Acababa de cerrar las gallinas y ahora se pondría con la cena. Eran los días de la fiesta mayor del pueblo y aún el miedo se parapetaba entre silencios y miradas resguardadas. Los días de ayudar a otros a escondidas, de moler fuera de horarios y a hurtadillas, del hambre de tantos no se habían extinguido. Las denuncias de algunos, la desaparición de otros, las eternas rencillas avivadas en nuevos enfrentamientos. Pero eran los días de la fiesta. Y ella acogería a algunos de los músicos en su casa. El marido enfermo, siete hijos, las labores de casa, familia, animales y huerta a su cargo.
Preparó con esmero un buen guiso de gallina y arroz, unas tortillas de patata y saco de la olla chorizos y tiras que dispuso en fuentes, mientras sus hijas preparaban las mesas.
Cenaron y después hubo velada de músicos en la noche festiva en la plaza del pueblo hasta las doce de la noche.

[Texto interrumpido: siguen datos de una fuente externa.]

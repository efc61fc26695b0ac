//! Shopify Admin REST client.
//!
//! The OAuth handshake and webhook HMAC verification live at the HTTP edge,
//! outside this crate; this client only performs authenticated Admin API
//! calls with a token the store already holds.

use anyhow::{anyhow, Context, Result};
use async_trait::async_trait;
use reqwest::{Client, StatusCode, Url};
use serde_json::json;
use std::fmt;
use tracing::{info, warn};

use crate::shopify::model::{ProductsResp, WebhookResp};

pub mod model;

pub use model::{InventoryLevelWebhook, Product, ProductWebhook, Variant};

#[async_trait]
pub trait ShopifyService: Send + Sync {
    /// Fetch the shop's products (first page, up to 250).
    async fn list_products(&self, shop: &str, token: &str) -> Result<Vec<Product>>;

    /// Register a webhook subscription. Registering an already-subscribed
    /// topic is treated as success.
    async fn register_webhook(
        &self,
        shop: &str,
        token: &str,
        topic: &str,
        address: &str,
    ) -> Result<()>;
}

#[derive(Clone)]
pub struct ShopifyClient {
    http: Client,
    api_version: String,
    /// Overrides `https://{shop}/` when set; used by tests with a local server.
    base_url: Option<Url>,
}

impl fmt::Debug for ShopifyClient {
    fn fmt(&self, f: &mut fmt::Formatter<'_>) -> fmt::Result {
        f.debug_struct("ShopifyClient")
            .field("api_version", &self.api_version)
            .finish_non_exhaustive()
    }
}

impl ShopifyClient {
    pub fn new(api_version: String) -> Self {
        let http = Client::builder()
            .user_agent("shopify-ebay-bridge/0.1")
            .build()
            .expect("reqwest client");
        Self {
            http,
            api_version,
            base_url: None,
        }
    }

    pub fn with_base_url(api_version: String, base_url: Url) -> Self {
        let mut client = Self::new(api_version);
        client.base_url = Some(base_url);
        client
    }

    fn endpoint(&self, shop: &str, path: &str) -> Result<Url> {
        let base = match &self.base_url {
            Some(url) => url.clone(),
            None => Url::parse(&format!("https://{shop}/"))
                .with_context(|| format!("invalid shop domain {shop}"))?,
        };
        base.join(&format!("admin/api/{}/{}", self.api_version, path))
            .context("invalid Shopify endpoint")
    }
}

#[async_trait]
impl ShopifyService for ShopifyClient {
    async fn list_products(&self, shop: &str, token: &str) -> Result<Vec<Product>> {
        let url = self.endpoint(shop, "products.json?limit=250")?;
        let res = self
            .http
            .get(url)
            .header("X-Shopify-Access-Token", token)
            .send()
            .await
            .context("failed to reach Shopify")?;
        if !res.status().is_success() {
            let status = res.status();
            let body = res.text().await.unwrap_or_default();
            warn!(%shop, %status, "shopify products fetch failed");
            return Err(anyhow!("shopify error {}: {}", status, body));
        }
        let payload: ProductsResp = res.json().await.context("invalid Shopify products JSON")?;
        Ok(payload.products)
    }

    async fn register_webhook(
        &self,
        shop: &str,
        token: &str,
        topic: &str,
        address: &str,
    ) -> Result<()> {
        let url = self.endpoint(shop, "webhooks.json")?;
        let body = json!({
            "webhook": {
                "topic": topic,
                "address": address,
                "format": "json",
            }
        });
        let res = self
            .http
            .post(url)
            .header("X-Shopify-Access-Token", token)
            .json(&body)
            .send()
            .await
            .context("failed to reach Shopify")?;

        // 422 means the topic is already subscribed for this address.
        if res.status() == StatusCode::UNPROCESSABLE_ENTITY {
            info!(%shop, topic, "webhook already registered");
            return Ok(());
        }
        if !res.status().is_success() {
            let status = res.status();
            let body = res.text().await.unwrap_or_default();
            return Err(anyhow!("shopify webhook error {}: {}", status, body));
        }
        let payload: WebhookResp = res.json().await.context("invalid Shopify webhook JSON")?;
        info!(%shop, topic = %payload.webhook.topic, id = payload.webhook.id, "registered webhook");
        Ok(())
    }
}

Siempre pendiente de sus hijas para que no se le desmandasen ni las deshonrase nadie, permaneció la noche en vela. Los músicos, dos de ellos, habían subido a dormir al desván cuando se acordó de que no había quitado de allí unas garrafas de vino y subió por si acaso. Llamó con cuidado y entornó la puerta. La luz de la luna brillaba sobre los cuerpos desnudos de los jóvenes músicos que, abrazados, dormían cansados. Ella se quedó muda, parada ante la escena, impactada pues no comprendía bien lo que aquello significaba, pero la belleza de ambos la sobrecogió de forma inexplicable y le hizo comprender que no podía más que cerrar la puerta y no permitir que nadie, nadie molestase la intimidad de aquellos amantes, y guardar para siempre en su recuerdo aquel momento de conmovedora hermosura.